We’ve all had those days where we feel like no one sees us. We feel overlooked, or unappreciated for our hard work at the office, in our relationships, and in our own home.
According to research, being ignored and overlooked can be just as harmful as bullying. In fact, research has found that feeling ignored can affect our sensory perceptions, and can create feelings of self-doubt, lack of control, and feeling unworthy of attention.
In a 2014 study, psychologist Sandra Robinson compared the psychological damage done to employees in the workplace by bullying vs. exclusion. She found that being ignored by co-workers was more harmful to people’s emotional well-being than being mistreated by them. This feeling and experience of being excluded can erode self-esteem and self-confidence, and lead to worsening depression and anxiety. Being excluded or ignored can:
– Cause emotional trauma or stress.
– Cause psychological stress.
– It may have serious physical side effects.
– It can cause behavioral changes.
– It can destroy relationships.
Fortunately, it doesn’t have to be this way. Taking a deeper look at yourself and why you might feel invisible and experience being excluded ( whether real or perceived), can help you toward being changing this.
The first step is working on you. Be it through support groups, therapy, self-help books, whatever helps you best. By working on improving your self-love and confidence, it will increase your attractiveness- And chances are, others will take notice. But, even if they don’t, it won’t matter as much, because you’ll feel better about being you.
Another helpful tidbit of information is to be aware that other people have their own issues, and could be struggling as well. So their ignoring you or excluding you, may have absolutely nothing to do with you, and everything to do with them. In this case, if appropriate you can offer support be it by listening, offering them a ride, saying something nice, or just giving them space. Maybe they feel better being around certain people during this time, and that’s ok. Let them.

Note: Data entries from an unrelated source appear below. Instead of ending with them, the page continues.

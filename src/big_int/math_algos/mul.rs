//! multiplication and squaring
use super::{
    actual_len,
    add::{add, add_self},
    shift::shl_one,
    trimmed,
};
use crate::{big_int::limbs::Limb, config::Thresholds, util::scratch};

/// `dst` = `lhs` * `rhs`
///
/// needs `lhs.len() >= rhs.len()`, `dst.len() == lhs.len() + rhs.len()` and `dst` to be zeroed
pub fn multiply<D: Limb>(lhs: &[D], rhs: &[D], dst: &mut [D]) {
    multiply_with(lhs, rhs, dst, &Thresholds::DEFAULT);
}
/// same as [`multiply`] with custom thresholds
pub fn multiply_with<D: Limb>(lhs: &[D], rhs: &[D], dst: &mut [D], cfg: &Thresholds) {
    assert!(lhs.len() >= rhs.len(), "lhs needs to be the longer number");
    assert_eq!(
        dst.len(),
        lhs.len() + rhs.len(),
        "dst needs room for both factors"
    );
    debug_assert!(dst.iter().all(|it| it.is_zero()), "dst needs to be zeroed");
    let threshold = cfg.multiply_threshold();
    if rhs.len() >= threshold {
        tracing::trace!(lhs = lhs.len(), rhs = rhs.len(), "karatsuba multiply");
    }
    multiply_rec(lhs, rhs, dst, threshold);
}
/// [`multiply_with`] for factors in any order
pub(crate) fn multiply_any_with<D: Limb>(a: &[D], b: &[D], dst: &mut [D], cfg: &Thresholds) {
    if a.len() >= b.len() {
        multiply_with(a, b, dst, cfg);
    } else {
        multiply_with(b, a, dst, cfg);
    }
}

fn multiply_ordered<D: Limb>(a: &[D], b: &[D], dst: &mut [D], threshold: usize) {
    if a.len() >= b.len() {
        multiply_rec(a, b, dst, threshold);
    } else {
        multiply_rec(b, a, dst, threshold);
    }
}

fn multiply_rec<D: Limb>(lhs: &[D], rhs: &[D], dst: &mut [D], threshold: usize) {
    debug_assert!(lhs.len() >= rhs.len());
    debug_assert_eq!(dst.len(), lhs.len() + rhs.len());
    if rhs.len() < threshold {
        schoolbook(lhs, rhs, dst);
        return;
    }
    let n = lhs.len().div_ceil(2);
    if rhs.len() <= n + 1 {
        multiply_unbalanced(lhs, rhs, dst, n, threshold);
    } else {
        karatsuba(lhs, rhs, dst, n, threshold);
    }
}

fn schoolbook<D: Limb>(lhs: &[D], rhs: &[D], dst: &mut [D]) {
    for (i, &factor) in rhs.iter().enumerate() {
        if factor.is_zero() {
            continue;
        }
        let mut carry = D::ZERO;
        for (slot, &digit) in dst[i..i + lhs.len()].iter_mut().zip(lhs) {
            (*slot, carry) = digit.mul_add_carry(factor, *slot, carry);
        }
        dst[i + lhs.len()] = carry;
    }
}

/// `rhs` fits into the lower half of `lhs` plus one limb, so only `lhs` is split
fn multiply_unbalanced<D: Limb>(lhs: &[D], rhs: &[D], dst: &mut [D], n: usize, threshold: usize) {
    let (low, high) = lhs.split_at(n);
    let overlap = n..n + rhs.len();
    multiply_ordered(low, rhs, &mut dst[..overlap.end], threshold);

    let saved = scratch::acquire_copy(&dst[overlap.clone()]);
    dst[overlap].fill(D::ZERO);
    multiply_ordered(high, rhs, &mut dst[n..], threshold);
    add_self(&mut dst[n..], trimmed(&saved));
}

/// (a1*B^n + a0) * (b1*B^n + b0) = z2*B^2n + z1*B^n + z0
/// with z1 = (a0 + a1)(b0 + b1) - z2 - z0
fn karatsuba<D: Limb>(lhs: &[D], rhs: &[D], dst: &mut [D], n: usize, threshold: usize) {
    let (lhs_low, lhs_high) = lhs.split_at(n);
    let (rhs_low, rhs_high) = rhs.split_at(n);
    {
        let (z0, z2) = dst.split_at_mut(2 * n);
        multiply_rec(lhs_low, rhs_low, z0, threshold);
        multiply_rec(lhs_high, rhs_high, z2, threshold);
    }

    let mut lhs_fold = scratch::acquire::<D>(n + 1);
    let mut rhs_fold = scratch::acquire::<D>(n + 1);
    add(lhs_low, lhs_high, &mut lhs_fold);
    add(rhs_low, rhs_high, &mut rhs_fold);
    let (lhs_fold, rhs_fold) = (trimmed(&lhs_fold), trimmed(&rhs_fold));

    let mut z1 = scratch::acquire::<D>(2 * n + 2);
    multiply_ordered(
        lhs_fold,
        rhs_fold,
        &mut z1[..lhs_fold.len() + rhs_fold.len()],
        threshold,
    );
    let (z0, z2) = dst.split_at(2 * n);
    subtract_core(z0, z2, &mut z1);

    let len = actual_len(&z1);
    add_self(&mut dst[n..], &z1[..len]);
}

/// `core` -= `longer` + `shorter` in one pass, the running borrow never exceeds 2
fn subtract_core<D: Limb>(longer: &[D], shorter: &[D], core: &mut [D]) {
    debug_assert!(longer.len() >= shorter.len());
    debug_assert!(core.len() >= longer.len());
    let mut borrow = 0u8;
    for (i, slot) in core.iter_mut().enumerate() {
        if i >= longer.len() && borrow == 0 {
            break;
        }
        let (value, borrow_1) = slot.overflowing_sub(longer.get(i).copied().unwrap_or(D::ZERO));
        let (value, borrow_2) = value.overflowing_sub(shorter.get(i).copied().unwrap_or(D::ZERO));
        let (value, borrow_3) = value.overflowing_sub(D::from(borrow));
        *slot = value;
        borrow = u8::from(borrow_1) + u8::from(borrow_2) + u8::from(borrow_3);
    }
    assert_eq!(borrow, 0, "core was smaller than the subtracted parts");
}

/// `dst` = `value`^2
///
/// needs `dst.len() == 2 * value.len()` and `dst` to be zeroed
pub fn square<D: Limb>(value: &[D], dst: &mut [D]) {
    square_with(value, dst, &Thresholds::DEFAULT);
}
/// same as [`square`] with custom thresholds
pub fn square_with<D: Limb>(value: &[D], dst: &mut [D], cfg: &Thresholds) {
    assert_eq!(
        dst.len(),
        2 * value.len(),
        "dst needs twice the limbs of value"
    );
    debug_assert!(dst.iter().all(|it| it.is_zero()), "dst needs to be zeroed");
    let threshold = cfg.square_threshold();
    if value.len() >= threshold {
        tracing::trace!(len = value.len(), "karatsuba square");
    }
    square_rec(value, dst, threshold);
}

fn square_rec<D: Limb>(value: &[D], dst: &mut [D], threshold: usize) {
    if value.len() < threshold {
        schoolbook_square(value, dst);
        return;
    }
    let n = value.len() / 2;
    let (low, high) = value.split_at(n);
    {
        let (dst_low, dst_high) = dst.split_at_mut(2 * n);
        square_rec(low, dst_low, threshold);
        square_rec(high, dst_high, threshold);
    }

    let mut fold = scratch::acquire::<D>(high.len() + 1);
    add(high, low, &mut fold);
    let fold = trimmed(&fold);
    let mut core = scratch::acquire::<D>(2 * high.len() + 2);
    square_rec(fold, &mut core[..2 * fold.len()], threshold);

    let (dst_low, dst_high) = dst.split_at(2 * n);
    subtract_core(dst_high, dst_low, &mut core);
    let len = actual_len(&core);
    add_self(&mut dst[n..], &core[..len]);
}

fn schoolbook_square<D: Limb>(value: &[D], dst: &mut [D]) {
    // every cross product once
    for (i, &factor) in value.iter().enumerate() {
        if factor.is_zero() {
            continue;
        }
        let mut carry = D::ZERO;
        for (j, &digit) in value.iter().enumerate().skip(i + 1) {
            (dst[i + j], carry) = digit.mul_add_carry(factor, dst[i + j], carry);
        }
        dst[i + value.len()] = carry;
    }
    let out = shl_one(dst);
    debug_assert!(out.is_zero(), "doubled cross products overflowed");

    let mut carry = false;
    for (i, &digit) in value.iter().enumerate() {
        let (low, high) = digit.mul_add_carry(digit, D::ZERO, D::ZERO);
        (dst[2 * i], carry) = dst[2 * i].add_carry(low, carry);
        (dst[2 * i + 1], carry) = dst[2 * i + 1].add_carry(high, carry);
    }
    assert!(!carry, "square didn't fit into dst");
}

/// `limbs` = `limbs` * `factor` + `add`, returns the carry limb
pub fn mul_limb_add_self<D: Limb>(limbs: &mut [D], factor: D, add: D) -> D {
    let mut carry = add;
    for digit in limbs {
        (*digit, carry) = digit.mul_add_carry(factor, D::ZERO, carry);
    }
    carry
}
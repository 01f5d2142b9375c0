//! division with remainder
use super::{
    add::add_assign,
    trimmed,
};
use crate::{
    big_int::limbs::{Limb, Wide},
    config::Thresholds,
    util::scratch,
};

pub mod burnikel_ziegler;

pub use burnikel_ziegler::Corrections;

/// `quotient` = `lhs` / `rhs` and `remainder` = `lhs` % `rhs`
///
/// `rhs` needs a non zero top limb and at most as many limbs as `lhs`.
/// `quotient.len() == lhs.len() - rhs.len() + 1` and `remainder.len() == rhs.len()`
pub fn div_rem<D: Limb>(lhs: &[D], rhs: &[D], quotient: &mut [D], remainder: &mut [D]) {
    div_rem_with(lhs, rhs, quotient, remainder, &Thresholds::DEFAULT);
}
/// same as [`div_rem`] with custom thresholds
pub fn div_rem_with<D: Limb>(
    lhs: &[D],
    rhs: &[D],
    quotient: &mut [D],
    remainder: &mut [D],
    cfg: &Thresholds,
) {
    check_quotient(lhs, rhs, quotient);
    check_remainder(rhs, remainder);
    let _ = dispatch(lhs, rhs, quotient, remainder, cfg);
}

/// `quotient` = `lhs` / `rhs`, see [`div_rem`]
pub fn divide<D: Limb>(lhs: &[D], rhs: &[D], quotient: &mut [D]) {
    divide_with(lhs, rhs, quotient, &Thresholds::DEFAULT);
}
/// same as [`divide`] with custom thresholds
pub fn divide_with<D: Limb>(lhs: &[D], rhs: &[D], quotient: &mut [D], cfg: &Thresholds) {
    check_quotient(lhs, rhs, quotient);
    let _ = dispatch(lhs, rhs, quotient, &mut [], cfg);
}

/// `remainder` = `lhs` % `rhs`, see [`div_rem`]
pub fn remainder<D: Limb>(lhs: &[D], rhs: &[D], remainder: &mut [D]) {
    remainder_with(lhs, rhs, remainder, &Thresholds::DEFAULT);
}
/// same as [`remainder`] with custom thresholds
pub fn remainder_with<D: Limb>(lhs: &[D], rhs: &[D], remainder: &mut [D], cfg: &Thresholds) {
    assert!(lhs.len() >= rhs.len(), "lhs needs at least as many limbs as rhs");
    check_remainder(rhs, remainder);
    let _ = dispatch(lhs, rhs, &mut [], remainder, cfg);
}

fn check_quotient<D: Limb>(lhs: &[D], rhs: &[D], quotient: &[D]) {
    assert!(
        rhs.last().is_some_and(|it| !it.is_zero()),
        "can't divide by zero or an untrimmed divisor"
    );
    assert!(lhs.len() >= rhs.len(), "lhs needs at least as many limbs as rhs");
    assert_eq!(
        quotient.len(),
        lhs.len() - rhs.len() + 1,
        "quotient needs lhs.len() - rhs.len() + 1 limbs"
    );
}
fn check_remainder<D: Limb>(rhs: &[D], remainder: &[D]) {
    assert!(
        rhs.last().is_some_and(|it| !it.is_zero()),
        "can't divide by zero or an untrimmed divisor"
    );
    assert_eq!(remainder.len(), rhs.len(), "remainder needs rhs.len() limbs");
}

/// picks the algorithm, `quotient` and `remainder` may be empty when they aren't needed
pub(crate) fn dispatch<D: Limb>(
    lhs: &[D],
    rhs: &[D],
    quotient: &mut [D],
    remainder: &mut [D],
    cfg: &Thresholds,
) -> Corrections {
    let lhs = trimmed(lhs);
    if lhs.len() < rhs.len() {
        quotient.fill(D::ZERO);
        if !remainder.is_empty() {
            remainder[..lhs.len()].copy_from_slice(lhs);
            remainder[lhs.len()..].fill(D::ZERO);
        }
        return Corrections::default();
    }
    let quotient = if quotient.is_empty() {
        quotient
    } else {
        let (used, unused) = quotient.split_at_mut(lhs.len() - rhs.len() + 1);
        unused.fill(D::ZERO);
        used
    };

    if rhs.len() == 1 {
        let rem = if quotient.is_empty() {
            rem_limb(lhs, rhs[0])
        } else {
            div_rem_limb(lhs, rhs[0], quotient)
        };
        if let Some(slot) = remainder.first_mut() {
            *slot = rem;
        }
        return Corrections::default();
    }

    let threshold = cfg.divide_threshold();
    if rhs.len() < threshold || lhs.len() - rhs.len() < threshold {
        let mut work = scratch::acquire_copy(lhs);
        let estimate_rounds = grammar_school(&mut work, rhs, quotient);
        if !remainder.is_empty() {
            remainder.copy_from_slice(&work[..rhs.len()]);
        }
        Corrections {
            estimate_rounds,
            ..Corrections::default()
        }
    } else {
        tracing::trace!(lhs = lhs.len(), rhs = rhs.len(), threshold, "burnikel-ziegler division");
        burnikel_ziegler::divide(lhs, rhs, quotient, remainder, cfg)
    }
}

/// `quotient` = `lhs` / `divisor`, returns the remainder
///
/// needs `quotient.len() == lhs.len()`
pub fn div_rem_limb<D: Limb>(lhs: &[D], divisor: D, quotient: &mut [D]) -> D {
    assert!(!divisor.is_zero(), "can't divide by zero");
    assert_eq!(quotient.len(), lhs.len(), "quotient needs as many limbs as lhs");
    let divisor = D::Wide::widen(divisor);
    let mut carry = D::ZERO;
    for (slot, &digit) in quotient.iter_mut().zip(lhs).rev() {
        let value = D::Wide::new(digit, carry);
        let digit = value / divisor;
        *slot = digit.lower();
        carry = (value - digit * divisor).lower();
    }
    carry
}
/// `limbs` /= `divisor`, returns the remainder
pub fn div_rem_limb_self<D: Limb>(limbs: &mut [D], divisor: D) -> D {
    assert!(!divisor.is_zero(), "can't divide by zero");
    let divisor = D::Wide::widen(divisor);
    let mut carry = D::ZERO;
    for slot in limbs.iter_mut().rev() {
        let value = D::Wide::new(*slot, carry);
        let digit = value / divisor;
        *slot = digit.lower();
        carry = (value - digit * divisor).lower();
    }
    carry
}
fn rem_limb<D: Limb>(lhs: &[D], divisor: D) -> D {
    let divisor = D::Wide::widen(divisor);
    lhs.iter().rev().fold(D::ZERO, |carry, &digit| {
        (D::Wide::new(digit, carry) % divisor).lower()
    })
}

/// Schoolbook long division, `left` is replaced by the remainder and `quotient` receives the digits.
///
/// Needs `right.len() >= 2`. `quotient` may be shorter than `left.len() - right.len() + 1`
/// (even empty), digits that don't fit into it are dropped.
/// Returns the most decrements a single digit estimate needed, never more than 2.
pub(crate) fn grammar_school<D: Limb>(left: &mut [D], right: &[D], quotient: &mut [D]) -> usize {
    let n = right.len();
    debug_assert!(n >= 2, "single limb divisors have their own path");
    debug_assert!(left.len() >= n);

    // the top two limbs of the divisor, normalized so the top bit is set
    let shift = right[n - 1].leading_zeros();
    let div_hi = right[n - 1].shl_with(right[n - 2], shift);
    let div_lo = right[n - 2].shl_with(if n > 2 { right[n - 3] } else { D::ZERO }, shift);

    let mut max_rounds = 0;
    for i in (n..=left.len()).rev() {
        let pos = i - n;
        let top = left.get(i).copied().unwrap_or(D::ZERO);

        // the matching window of the dividend, normalized the same way
        let l1 = left[i - 1];
        let l2 = left[i - 2];
        let l3 = if i > 2 { left[i - 3] } else { D::ZERO };
        let val_hi = D::Wide::new(l1.shl_with(l2, shift), top.shl_with(l1, shift));
        let val_lo = l2.shl_with(l3, shift);

        let mut digit = estimate(val_hi, div_hi);
        let mut rounds = 0;
        while guess_too_big(digit, val_hi, val_lo, div_hi, div_lo) {
            digit = digit.overflowing_sub(D::ONE).0;
            rounds += 1;
        }
        debug_assert!(rounds <= 2, "digit estimate was {rounds} too big");
        max_rounds = max_rounds.max(rounds);

        if !digit.is_zero() {
            let window = &mut left[pos..pos + n];
            let carry = subtract_divisor(window, right, digit);
            if carry != top {
                debug_assert_eq!(carry, top.overflowing_add(D::ONE).0, "digit was more than one too big");
                let overflow = add_assign(window, right);
                debug_assert!(overflow, "adding back didn't cancel the borrow");
                digit = digit.overflowing_sub(D::ONE).0;
            }
        }
        if let Some(slot) = quotient.get_mut(pos) {
            *slot = digit;
        }
        if let Some(slot) = left.get_mut(i) {
            *slot = D::ZERO;
        }
    }
    max_rounds
}

/// (`val_hi` / `div_hi`), saturated to a single limb
fn estimate<D: Limb>(val_hi: D::Wide, div_hi: D) -> D {
    let digit = val_hi / D::Wide::widen(div_hi);
    if digit > D::Wide::widen(D::MAX) {
        D::MAX
    } else {
        digit.lower()
    }
}

/// checks if `digit` * (`div_hi`, `div_lo`) > (`val_hi`, `val_lo`)
fn guess_too_big<D: Limb>(digit: D, val_hi: D::Wide, val_lo: D, div_hi: D, div_lo: D) -> bool {
    let digit_wide = D::Wide::widen(digit);
    let (chk_lo, carry) = (D::Wide::widen(div_lo) * digit_wide).split_le();
    let chk_hi = D::Wide::widen(div_hi) * digit_wide + D::Wide::widen(carry);
    match chk_hi.cmp(&val_hi) {
        std::cmp::Ordering::Less => false,
        std::cmp::Ordering::Greater => true,
        std::cmp::Ordering::Equal => chk_lo > val_lo,
    }
}

/// `left` -= `right` * `digit`, returns the limb that would have to be borrowed from above
fn subtract_divisor<D: Limb>(left: &mut [D], right: &[D], digit: D) -> D {
    let mut carry = D::ZERO;
    for (slot, &divisor) in left.iter_mut().zip(right) {
        let (low, high) = divisor.mul_add_carry(digit, D::ZERO, carry);
        let (value, borrow) = slot.overflowing_sub(low);
        *slot = value;
        carry = high.overflowing_add(D::from(borrow)).0;
    }
    carry
}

It’s also important to remember that everyone is in a different place on their journey, and some are sicker than others. So maybe this person, or these people that you feel overlooked by, just aren’t healthy for you, and letting them go would be best. As a bonus, this action will free up your time and energy to focus on healthier, more mutually beneficial relationships.
Another step towards being seen and heard, is taking a look at your own actions and behaviors. What am I doing that could repel people, or create distance? Am I selfish, self-seeking, fearful, or acting out due to a perceived feeling of lack?
Needy energy is not good energy. So take a look at that, and start to practice the opposite behaviors- being selfless, giving, trustworthy, and confident. This takes work, but with a little help and hard work, you can do it.
Lastly, make an effort to focus on the good things that others do. When you show your appreciation for others, and gratitude toward the people in your life, these actions and behaviors more often than not, will come back to you. In fact, you get what you give. So if you want to be seen and heard by others, start by making sure that you are seeing and hearing them first.
So to recap, no one wants to be ignored, excluded, or unseen. That’s human nature. But if you are experiencing this in your own life, you are not alone, and there is help.
Seek out a therapist, a trusted family member, or friend- and work through the core issues that may contribute to this feeling. Learn to let go of relationships that are not healthy for you. And focus on being grateful to the people that you do have in your life. Show others that you see them and that you appreciate them, and before you know it, these actions will come back to you in spades.